# WHAT YOU WILL DO
When the line containing "HTTP client library." is found in the data below, copy it and each line after it through the line containing "pub use client::ReplicateClient;", exactly and with no others.

# RECORDS FOR THIS EXERCISE

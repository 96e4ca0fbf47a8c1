//! Replicate HTTP client library.
//!
//! Provides typed prediction payloads, the REST client for submitting and
//! polling predictions, and the [`ImageGenerator`] seam the worker and API
//! layers program against.

pub mod api;
pub mod client;

use async_trait::async_trait;

use atelier_core::job::AttemptOutcome;
use atelier_core::types::JobId;

pub use api::{Prediction, PredictionStatus, ReplicateError};
pub use client::ReplicateClient;

/// The remote single-image generation operation, abstracted over delivery
/// mechanism.
///
/// Implemented by [`ReplicateClient`] against the real provider and by
/// scripted doubles in tests. All three calls map to one attempt each.
#[async_trait]
pub trait ImageGenerator: Send + Sync {
    /// Synchronous strategy: run one generation to a terminal result.
    ///
    /// Transport errors and timeouts surface as
    /// [`AttemptOutcome::Failure`] — one consumed attempt, never an error
    /// the caller has to unwind.
    async fn generate(&self, prompt: &str) -> AttemptOutcome;

    /// Webhook strategy: submit one generation tagged with the job id and
    /// attempt index, to be reported later via callback. Returns the
    /// provider's prediction id.
    async fn submit(
        &self,
        prompt: &str,
        job_id: JobId,
        attempt_index: u32,
    ) -> Result<String, ReplicateError>;

    /// Poll one previously submitted prediction. `None` means it is still
    /// running; `Some` carries the terminal outcome.
    async fn check(&self, prediction_id: &str) -> Result<Option<AttemptOutcome>, ReplicateError>;
}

# RESPONSE AREA
//! Replicate HTTP client library.
//!
//! Provides typed prediction payloads, the REST client for submitting and
//! polling predictions, and the [`ImageGenerator`] seam the worker and API
//! layers program against.

pub mod api;
pub mod client;

use async_trait::async_trait;

use atelier_core::job::AttemptOutcome;
use atelier_core::types::JobId;

pub use api::{Prediction, PredictionStatus, ReplicateError};
pub use client::ReplicateClient;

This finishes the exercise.